**Task item:** Set down a word-for-word copy of the data below, limited to the lines from the first through the line with "pub struct GraphBuilder".

**Materials provided:**
// Copyright (c) Microsoft Corporation.
// Licensed under the MIT license.

use super::graph::Graph;
use crate::errors::NetworkError;
use crate::log;

use std::collections::{HashMap, HashSet};
use std::fs::File;
use std::io::{BufReader, Read};

/// Accumulates labeled, weighted, undirected edges and produces a [`Graph`].
///
/// Parallel edges are combined by summing their weights; an edge whose
/// endpoints coincide is recorded as a self loop weight instead of an
/// adjacency entry.
#[derive(Clone, Debug)]
pub struct GraphBuilder {
    pub node_to_index: HashMap<String, usize>,
    pub index_to_node: Vec<String>,
    pub node_neighbors: Vec<HashSet<usize>>,
    pub edges: HashMap<(usize, usize), f64>,
    pub node_weights: Vec<f64>,
    pub self_loop_weights: Vec<f64>,
}

impl GraphBuilder {
    pub fn new() -> GraphBuilder {
        return GraphBuilder {
            node_to_index: HashMap::new(),
            index_to_node: Vec::new(),
            node_neighbors: Vec::new(),
            edges: HashMap::new(),
            node_weights: Vec::new(),
            self_loop_weights: Vec::new(),
        };
    }

    pub fn build(self) -> Graph {
        return Graph::from(self);
    }

    /// Registers a node with no edges. Nodes referenced by edges are created
    /// implicitly; this exists so that isolated vertices survive into the
    /// built graph.
    pub fn add_node(
        mut self,
        node: &str,
    ) -> GraphBuilder {
        self.id_for(node.into());
        return self;
    }

    fn add_directed_edge(
        mut self,
        source_index: usize,
        target_index: usize,
        weight: f64,
    ) -> GraphBuilder {
        let edge_weight: &mut f64 = self
            .edges
            .entry((source_index, target_index))
            .or_insert(0_f64);
        self.node_neighbors[source_index].insert(target_index);
        *edge_weight += weight;
        self.node_weights[source_index] += weight;
        return self;
    }

    pub fn add(
        self,
        edge: (String, String, f64),
    ) -> GraphBuilder {
        return self.add_edge(edge.0, edge.1, edge.2);
    }

    pub fn add_edge(
        mut self,
        source: String,
        target: String,
        weight: f64,
    ) -> GraphBuilder {
        let source_index: usize = self.id_for(source);
        let target_index: usize = self.id_for(target);
        if source_index == target_index {
            self.self_loop_weights[source_index] += weight;
            self.node_weights[source_index] += weight;
            return self;
        }
        return self
            .add_directed_edge(source_index, target_index, weight)
            .add_directed_edge(target_index, source_index, weight);
    }

    pub fn add_edge_into(
        self,
        source: &str,
        target: &str,
        weight: f64,
    ) -> GraphBuilder {
        return self.add_edge(source.into(), target.into(), weight);
    }

    fn id_for(
        &mut self,
        node: String,
    ) -> usize {
        let node_owned: String = node.clone();
        let index = match self.node_to_index.get(&node) {
            Some(found) => found.clone(),
            None => {
                let current_length: usize = self.index_to_node.len();
                self.node_to_index.insert(node, current_length);
                self.index_to_node.push(node_owned);
                self.node_neighbors.push(HashSet::new());
                self.node_weights.push(0_f64);
                self.self_loop_weights.push(0_f64);
                current_length
            }
        };
        return index;
    }

    pub fn load_from_file(
        mut self,
        path: &str,
        separator: &str,
        source_index: usize,
        target_index: usize,
        weight_index: Option<usize>,
        skip_first_line: bool,
    ) -> Result<GraphBuilder, NetworkError> {
        let minimum_required_length: usize = source_index
            .max(target_index)
            .max(weight_index.unwrap_or(target_index))
            + 1;
        let mut reader: BufReader<File> = BufReader::new(File::open(path)?);
        let mut contents = String::new();
        reader.read_to_string(&mut contents)?;
        if contents.trim().is_empty() {
            return Err(NetworkError::EmptyEdgeFileError);
        }
        for (line_number, line) in contents.lines().enumerate() {
            if !line.is_empty() && !(skip_first_line && line_number == 0) {
                let splits: Vec<&str> = line.split(separator).collect();
                if splits.len() < minimum_required_length {
                    return Err(NetworkError::EdgeFileFormatError);
                }
                let source: &str = splits[source_index];
                let target: &str = splits[target_index];
                let weight: f64 = match weight_index {
                    Some(weight_index) => splits[weight_index]
                        .parse::<f64>()
                        .map_err(|_err| NetworkError::EdgeFileFormatError)?,
                    None => 1_f64,
                };
                self = self.add_edge_into(source, target, weight);
            }
        }
        log!(
            "Loaded {} nodes from {} into the graph builder",
            self.num_nodes(),
            path
        );
        return Ok(self);
    }

    pub fn get_edge_weight(
        &self,
        source: &str,
        target: &str,
    ) -> Option<f64> {
        return self.node_to_index.get(source).and_then(|source_index| {
            self.node_to_index.get(target).and_then(|target_index| {
                self.edges
                    .get(&(source_index.clone(), target_index.clone()))
                    .cloned()
            })
        });
    }

    pub fn num_nodes(&self) -> usize {
        return self.node_weights.len();
    }

    pub fn from(
        mut self,
        edges: Vec<(String, String, f64)>,
    ) -> GraphBuilder {
        for (source, target, weight) in edges {
            self = self.add_edge(source, target, weight);
        }
        return self;
    }
}

impl From<GraphBuilder> for Graph {
    fn from(builder: GraphBuilder) -> Self {
        let node_to_index: HashMap<String, usize> = builder.node_to_index;
        let index_to_node: Vec<String> = builder.index_to_node;
        let node_weights: Vec<f64> = builder.node_weights;
        let self_loop_weights: Vec<f64> = builder.self_loop_weights;

        let mut node_to_neighbor_offsets: Vec<usize> = Vec::with_capacity(index_to_node.len());
        let mut contiguous_neighbors: Vec<usize> = Vec::with_capacity(builder.edges.len());
        let mut contiguous_edge_weights: Vec<f64> = Vec::with_capacity(builder.edges.len());

        for node in 0..index_to_node.len() {
            let mut neighbors: Vec<usize> = builder.node_neighbors[node].iter().cloned().collect();
            neighbors.sort_unstable();
            node_to_neighbor_offsets.push(contiguous_neighbors.len());
            for neighbor in neighbors {
                let weight: f64 = builder.edges.get(&(node, neighbor)).unwrap().clone();
                contiguous_neighbors.push(neighbor);
                contiguous_edge_weights.push(weight);
            }
        }

        return Graph::new(
            node_to_neighbor_offsets,
            node_weights,
            self_loop_weights,
            contiguous_neighbors,
            contiguous_edge_weights,
            node_to_index,
            index_to_node,
        );
    }
}

#[cfg(test)]
mod tests {
    use super::*;

    #[test]
    fn test_parallel_edges_combine_weight() {
        let builder: GraphBuilder = GraphBuilder::new()
            .add_edge_into("jon", "nick", 10.0)
            .add_edge_into("nick", "jon", 2.5);
        assert_eq!(Some(12.5), builder.get_edge_weight("jon", "nick"));
        assert_eq!(Some(12.5), builder.get_edge_weight("nick", "jon"));
        assert_eq!(None, builder.get_edge_weight("jon", "dwayne"));
    }

    #[test]
    fn test_add_node_registers_isolated_vertex() {
        let graph: Graph = GraphBuilder::new()
            .add_edge_into("a", "b", 1.0)
            .add_node("loner")
            .build();
        assert_eq!(3, graph.num_nodes());
        let loner: usize = graph.index_for_name("loner").unwrap();
        let (neighbors, _weights) = graph.edges_for(loner).unwrap();
        assert!(neighbors.is_empty());
        assert_eq!(0_f64, graph.node_weight_at(loner).unwrap());
    }

    #[test]
    fn test_neighbors_are_sorted_in_built_graph() {
        let graph: Graph = GraphBuilder::new()
            .add_edge_into("hub", "z", 1.0)
            .add_edge_into("hub", "a", 1.0)
            .add_edge_into("hub", "m", 1.0)
            .build();
        let hub: usize = graph.index_for_name("hub").unwrap();
        let (neighbors, _weights) = graph.edges_for(hub).unwrap();
        let mut sorted: Vec<usize> = neighbors.to_vec();
        sorted.sort_unstable();
        assert_eq!(sorted, neighbors.to_vec());
    }
}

**Exercise solution:**
// Copyright (c) Microsoft Corporation.
// Licensed under the MIT license.

use super::graph::Graph;
use crate::errors::NetworkError;
use crate::log;

use std::collections::{HashMap, HashSet};
use std::fs::File;
use std::io::{BufReader, Read};

/// Accumulates labeled, weighted, undirected edges and produces a [`Graph`].
///
/// Parallel edges are combined by summing their weights; an edge whose
/// endpoints coincide is recorded as a self loop weight instead of an
/// adjacency entry.
#[derive(Clone, Debug)]
pub struct GraphBuilder {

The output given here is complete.